If you want, you can blame Facebook, which makes emotional outlets so much more accessible. But I'm done with Facebook and its cheap allurements. I have a rant about that, if you care to hear it. In fact, I have several things I can write about (and may eventually.) If anyone is still reading, I am open to suggestions, requests, ransom demands, etc. Popular topics on my mind include why I hate my job and why I can't leave it; what I'm not doing with my talents; my Marxist views on public transit (which is really part of a larger expose' on the general goings-on of the public transit universe); and married life: so, how is it?
And I promise to be better from now on.
Since last we met, I have moved. Thrice. Kevin promises that it will be the last time for a good long while. We've even planned out how many triple bunk beds we can fit in our second bedroom and thus how many kids we can have before a larger place is necessitated. By my reckoning the number is 12, but come unlucky child 13 and we'll have to upgrade to a three-bedroom. Luckily that won't be for five or six years, and I'll have plenty of cheap labor to help me pack.

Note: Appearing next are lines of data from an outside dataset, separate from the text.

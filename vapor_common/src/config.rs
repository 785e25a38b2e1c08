//! Configuration structures for the vapor control core.
//!
//! All config types use `serde::Deserialize` for TOML loading. Every field
//! carries a `#[serde(default)]` so a partial (or empty) config file yields
//! the firmware defaults. Validation is separate from deserialization: each
//! section has a `validate()` returning a human-readable rejection reason.

use serde::{Deserialize, Serialize};

use crate::consts::{
    BUTTON_DEBOUNCE_MS, DEFAULT_PUBLISH_INTERVAL_TICKS, DEFAULT_TICK_PERIOD_MS,
    PLANT_ACTUATOR_GAIN_DEFAULT, PLANT_DUMP_GAIN_DEFAULT, PRESSURE_SAFE_TARGET_KPA,
    SETPOINT_PRESSURE_MAX_KPA, SETPOINT_PRESSURE_MIN_KPA, SETPOINT_TEMPERATURE_MAX_C,
    SETPOINT_TEMPERATURE_MIN_C, TEMPERATURE_SAFE_TARGET_C, TICK_PERIOD_MS_MAX,
    TICK_PERIOD_MS_MIN, TRACKING_GAIN_PRESSURE_DEFAULT, TRACKING_GAIN_TEMPERATURE_DEFAULT,
};

// ─── Scheduler Section ──────────────────────────────────────────────

/// Tick scheduling and input conditioning parameters (`[control]`).
#[derive(Debug, Clone, Serialize, Deserialize)]
pub struct ControlConfig {
    /// Control tick period [ms] (default: 100).
    #[serde(default = "default_tick_period_ms")]
    pub tick_period_ms: u64,

    /// Feed publish interval [ticks] (default: 50 = 5 s at 100 ms).
    #[serde(default = "default_publish_interval")]
    pub publish_interval_ticks: u64,

    /// Button debounce window [ms] (default: 120).
    #[serde(default = "default_debounce_ms")]
    pub debounce_ms: u32,

    /// CPU core to pin the tick loop to (`rt` feature only).
    #[serde(default)]
    pub cpu_core: usize,

    /// SCHED_FIFO priority for the tick loop (`rt` feature only, default: 80).
    #[serde(default = "default_rt_priority")]
    pub rt_priority: i32,
}

fn default_tick_period_ms() -> u64 {
    DEFAULT_TICK_PERIOD_MS
}
fn default_publish_interval() -> u64 {
    DEFAULT_PUBLISH_INTERVAL_TICKS
}
fn default_debounce_ms() -> u32 {
    BUTTON_DEBOUNCE_MS
}
fn default_rt_priority() -> i32 {
    80
}

impl Default for ControlConfig {
    fn default() -> Self {
        Self {
            tick_period_ms: DEFAULT_TICK_PERIOD_MS,
            publish_interval_ticks: DEFAULT_PUBLISH_INTERVAL_TICKS,
            debounce_ms: BUTTON_DEBOUNCE_MS,
            cpu_core: 0,
            rt_priority: 80,
        }
    }
}

impl ControlConfig {
    /// Validate parameter bounds.
    pub fn validate(&self) -> Result<(), String> {
        if self.tick_period_ms < TICK_PERIOD_MS_MIN || self.tick_period_ms > TICK_PERIOD_MS_MAX {
            return Err(format!(
                "tick_period_ms {} out of range [{}, {}]",
                self.tick_period_ms, TICK_PERIOD_MS_MIN, TICK_PERIOD_MS_MAX
            ));
        }
        if self.publish_interval_ticks == 0 {
            return Err("publish_interval_ticks must be >= 1".to_string());
        }
        if self.rt_priority < 1 || self.rt_priority > 99 {
            return Err(format!(
                "rt_priority {} out of range [1, 99]",
                self.rt_priority
            ));
        }
        Ok(())
    }

    /// Debounce window expressed in whole ticks, rounded up, at least 1.
    pub fn debounce_ticks(&self) -> u32 {
        let period = self.tick_period_ms.max(1) as u32;
        self.debounce_ms.div_ceil(period).max(1)
    }
}

// ─── Tracking Section ───────────────────────────────────────────────

/// Proportional tracking gains (`[tracking]`).
#[derive(Debug, Clone, Copy, Serialize, Deserialize)]
pub struct TrackingConfig {
    /// Valve response per unit of pressure error [%/kPa] (default: 0.5).
    #[serde(default = "default_pressure_gain")]
    pub pressure_gain_pct_per_kpa: f64,

    /// Heater response per unit of temperature error [%/°C] (default: 1.0).
    #[serde(default = "default_temperature_gain")]
    pub temperature_gain_pct_per_c: f64,
}

fn default_pressure_gain() -> f64 {
    TRACKING_GAIN_PRESSURE_DEFAULT
}
fn default_temperature_gain() -> f64 {
    TRACKING_GAIN_TEMPERATURE_DEFAULT
}

impl Default for TrackingConfig {
    fn default() -> Self {
        Self {
            pressure_gain_pct_per_kpa: TRACKING_GAIN_PRESSURE_DEFAULT,
            temperature_gain_pct_per_c: TRACKING_GAIN_TEMPERATURE_DEFAULT,
        }
    }
}

impl TrackingConfig {
    pub fn validate(&self) -> Result<(), String> {
        if !self.pressure_gain_pct_per_kpa.is_finite() || self.pressure_gain_pct_per_kpa <= 0.0 {
            return Err(format!(
                "pressure_gain_pct_per_kpa {} must be finite and > 0",
                self.pressure_gain_pct_per_kpa
            ));
        }
        if !self.temperature_gain_pct_per_c.is_finite() || self.temperature_gain_pct_per_c <= 0.0 {
            return Err(format!(
                "temperature_gain_pct_per_c {} must be finite and > 0",
                self.temperature_gain_pct_per_c
            ));
        }
        Ok(())
    }
}

// ─── Setpoint Section ───────────────────────────────────────────────

/// Operator setpoint limits and startup values (`[setpoints]`).
#[derive(Debug, Clone, Copy, Serialize, Deserialize)]
pub struct SetpointConfig {
    /// Lowest commandable pressure setpoint [kPa] (default: 150).
    #[serde(default = "default_pressure_min")]
    pub pressure_min_kpa: f64,
    /// Highest commandable pressure setpoint [kPa] (default: 450).
    #[serde(default = "default_pressure_max")]
    pub pressure_max_kpa: f64,
    /// Startup pressure setpoint [kPa] (default: 300).
    #[serde(default = "default_pressure_initial")]
    pub pressure_initial_kpa: f64,

    /// Lowest commandable temperature setpoint [°C] (default: 60).
    #[serde(default = "default_temperature_min")]
    pub temperature_min_c: f64,
    /// Highest commandable temperature setpoint [°C] (default: 185).
    #[serde(default = "default_temperature_max")]
    pub temperature_max_c: f64,
    /// Startup temperature setpoint [°C] (default: 150).
    #[serde(default = "default_temperature_initial")]
    pub temperature_initial_c: f64,
}

fn default_pressure_min() -> f64 {
    SETPOINT_PRESSURE_MIN_KPA
}
fn default_pressure_max() -> f64 {
    SETPOINT_PRESSURE_MAX_KPA
}
fn default_pressure_initial() -> f64 {
    PRESSURE_SAFE_TARGET_KPA
}
fn default_temperature_min() -> f64 {
    SETPOINT_TEMPERATURE_MIN_C
}
fn default_temperature_max() -> f64 {
    SETPOINT_TEMPERATURE_MAX_C
}
fn default_temperature_initial() -> f64 {
    TEMPERATURE_SAFE_TARGET_C
}

impl Default for SetpointConfig {
    fn default() -> Self {
        Self {
            pressure_min_kpa: SETPOINT_PRESSURE_MIN_KPA,
            pressure_max_kpa: SETPOINT_PRESSURE_MAX_KPA,
            pressure_initial_kpa: PRESSURE_SAFE_TARGET_KPA,
            temperature_min_c: SETPOINT_TEMPERATURE_MIN_C,
            temperature_max_c: SETPOINT_TEMPERATURE_MAX_C,
            temperature_initial_c: TEMPERATURE_SAFE_TARGET_C,
        }
    }
}

impl SetpointConfig {
    pub fn validate(&self) -> Result<(), String> {
        for (name, v) in [
            ("pressure_min_kpa", self.pressure_min_kpa),
            ("pressure_max_kpa", self.pressure_max_kpa),
            ("pressure_initial_kpa", self.pressure_initial_kpa),
            ("temperature_min_c", self.temperature_min_c),
            ("temperature_max_c", self.temperature_max_c),
            ("temperature_initial_c", self.temperature_initial_c),
        ] {
            if !v.is_finite() {
                return Err(format!("{name} must be finite, got {v}"));
            }
        }
        if self.pressure_min_kpa >= self.pressure_max_kpa {
            return Err(format!(
                "pressure setpoint range empty: min {} >= max {}",
                self.pressure_min_kpa, self.pressure_max_kpa
            ));
        }
        if self.temperature_min_c >= self.temperature_max_c {
            return Err(format!(
                "temperature setpoint range empty: min {} >= max {}",
                self.temperature_min_c, self.temperature_max_c
            ));
        }
        if self.pressure_initial_kpa < self.pressure_min_kpa
            || self.pressure_initial_kpa > self.pressure_max_kpa
        {
            return Err(format!(
                "pressure_initial_kpa {} outside [{}, {}]",
                self.pressure_initial_kpa, self.pressure_min_kpa, self.pressure_max_kpa
            ));
        }
        if self.temperature_initial_c < self.temperature_min_c
            || self.temperature_initial_c > self.temperature_max_c
        {
            return Err(format!(
                "temperature_initial_c {} outside [{}, {}]",
                self.temperature_initial_c, self.temperature_min_c, self.temperature_max_c
            ));
        }
        Ok(())
    }
}

// ─── Plant Section ──────────────────────────────────────────────────

/// Simulated process model parameters (`[plant]`).
#[derive(Debug, Clone, Copy, Serialize, Deserialize)]
pub struct PlantConfig {
    /// Vessel pressure at startup [kPa] (default: 300).
    #[serde(default = "default_plant_pressure")]
    pub initial_pressure_kpa: f64,
    /// Superheater temperature at startup [°C] (default: 150).
    #[serde(default = "default_plant_temperature")]
    pub initial_temperature_c: f64,
    /// Process response per unit of actuator deviation [unit/% per s] (default: 0.1).
    #[serde(default = "default_actuator_gain")]
    pub actuator_gain: f64,
    /// Dump-path response during relief/purge [1/s] (default: 0.2).
    #[serde(default = "default_dump_gain")]
    pub dump_gain: f64,
}

fn default_plant_pressure() -> f64 {
    PRESSURE_SAFE_TARGET_KPA
}
fn default_plant_temperature() -> f64 {
    TEMPERATURE_SAFE_TARGET_C
}
fn default_actuator_gain() -> f64 {
    PLANT_ACTUATOR_GAIN_DEFAULT
}
fn default_dump_gain() -> f64 {
    PLANT_DUMP_GAIN_DEFAULT
}

impl Default for PlantConfig {
    fn default() -> Self {
        Self {
            initial_pressure_kpa: PRESSURE_SAFE_TARGET_KPA,
            initial_temperature_c: TEMPERATURE_SAFE_TARGET_C,
            actuator_gain: PLANT_ACTUATOR_GAIN_DEFAULT,
            dump_gain: PLANT_DUMP_GAIN_DEFAULT,
        }
    }
}

impl PlantConfig {
    pub fn validate(&self) -> Result<(), String> {
        if !self.initial_pressure_kpa.is_finite() || self.initial_pressure_kpa < 0.0 {
            return Err(format!(
                "initial_pressure_kpa {} must be finite and >= 0",
                self.initial_pressure_kpa
            ));
        }
        if !self.initial_temperature_c.is_finite() || self.initial_temperature_c < 0.0 {
            return Err(format!(
                "initial_temperature_c {} must be finite and >= 0",
                self.initial_temperature_c
            ));
        }
        if !self.actuator_gain.is_finite() || self.actuator_gain <= 0.0 {
            return Err(format!(
                "actuator_gain {} must be finite and > 0",
                self.actuator_gain
            ));
        }
        if !self.dump_gain.is_finite() || self.dump_gain <= 0.0 {
            return Err(format!(
                "dump_gain {} must be finite and > 0",
                self.dump_gain
            ));
        }
        Ok(())
    }
}

// ─── Telemetry Section ──────────────────────────────────────────────

/// Telemetry sink endpoints (`[telemetry]`).
#[derive(Debug, Clone, Serialize, Deserialize)]
pub struct TelemetryConfig {
    /// Serial device path, or `"-"` for stdout (default: `"-"`).
    #[serde(default = "default_serial_path")]
    pub serial_path: String,

    /// UDP endpoint for the remote feed (`host:port`, default: 127.0.0.1:9870).
    #[serde(default = "default_uplink_addr")]
    pub uplink_addr: String,

    /// Device identifier used in the capability announcement.
    #[serde(default = "default_device_name")]
    pub device_name: String,
}

fn default_serial_path() -> String {
    "-".to_string()
}
fn default_uplink_addr() -> String {
    "127.0.0.1:9870".to_string()
}
fn default_device_name() -> String {
    "vapor-core".to_string()
}

impl Default for TelemetryConfig {
    fn default() -> Self {
        Self {
            serial_path: default_serial_path(),
            uplink_addr: default_uplink_addr(),
            device_name: default_device_name(),
        }
    }
}

impl TelemetryConfig {
    pub fn validate(&self) -> Result<(), String> {
        if self.serial_path.is_empty() {
            return Err("serial_path cannot be empty".to_string());
        }
        if self.uplink_addr.is_empty() {
            return Err("uplink_addr cannot be empty".to_string());
        }
        if self.device_name.is_empty() {
            return Err("device_name cannot be empty".to_string());
        }
        Ok(())
    }
}

// ─── Top-Level Bundle ───────────────────────────────────────────────

/// Complete control core configuration, loaded from a single TOML file.
///
/// Every section defaults, so an empty file is a valid config describing
/// the stock simulated rig.
#[derive(Debug, Clone, Default, Serialize, Deserialize)]
pub struct VaporConfig {
    #[serde(default)]
    pub control: ControlConfig,
    #[serde(default)]
    pub tracking: TrackingConfig,
    #[serde(default)]
    pub setpoints: SetpointConfig,
    #[serde(default)]
    pub plant: PlantConfig,
    #[serde(default)]
    pub telemetry: TelemetryConfig,
}

impl VaporConfig {
    /// Validate every section.
    pub fn validate(&self) -> Result<(), String> {
        self.control.validate()?;
        self.tracking.validate()?;
        self.setpoints.validate()?;
        self.plant.validate()?;
        self.telemetry.validate()?;
        Ok(())
    }
}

I have also, in the past nine months, planned and executed a wedding. Quite successfully, I might add. I did less well with the honeymoon. (Please don't be juvenile.) Kevin and I discovered that not only did we spend the week in varying degrees of viral-induced agony, but we also don't have a single picture of us together from our honeymoon. I think this calls for a second one, if only to fill the frame I have set aside on an otherwise blank wall for just such a Kodak moment.
I have had two nieces. Yes, the labor was hard, but I came through it okay, and the girls are doing beautifully.
I turned twenty-five. For said birthday, I received OneNote, which has made organizing all my billions of fictive thoughts much easier. I feel ambitious to write again. Though, I promise you, I have not been spending time with my novels instead of my blog. I have been far too busy for either. That will change, however. Though I will never receive a penny for my work, I vow to waste years of my life scribbling away (or tip-tapping away on Eddie, my beloved laptop) on various pieces of aspiring literature.
I survived work at the Co-op during a championship football season. I changed my name. Twice. I have said positive things about Relief Society. I have had approximately 250 nightmares. I have been introduced to Sports Night. I got to spend time with Kevin, which we all know never happened during the courtship. I have built a registry and then purchased nearly everything on it. I have ordered pictures printed and hung a ridiculous number of frames. I am decorating an apartment against the event that we ever have people over to see it. I read regularly. I clean, do laundry, grocery shop, and I even try to make my husband dinner occasionally (it's not working: he's lost weight. I've gained it.)
Anyway, that's why I haven't written.
If you want, you can blame Facebook, which makes emotional outlets so much more accessible. But I'm done with Facebook and its cheap allurements. I have a rant about that, if you care to hear it. In fact, I have several things I can write about (and may eventually.) If anyone is still reading, I am open to suggestions, requests, ransom demands, etc. Popular topics on my mind include why I hate my job and why I can't leave it; what I'm not doing with my talents; my Marxist views on public transit (which is really part of a larger expose' on the general goings-on of the public transit universe); and married life: so, how is it?
And I promise to be better from now on.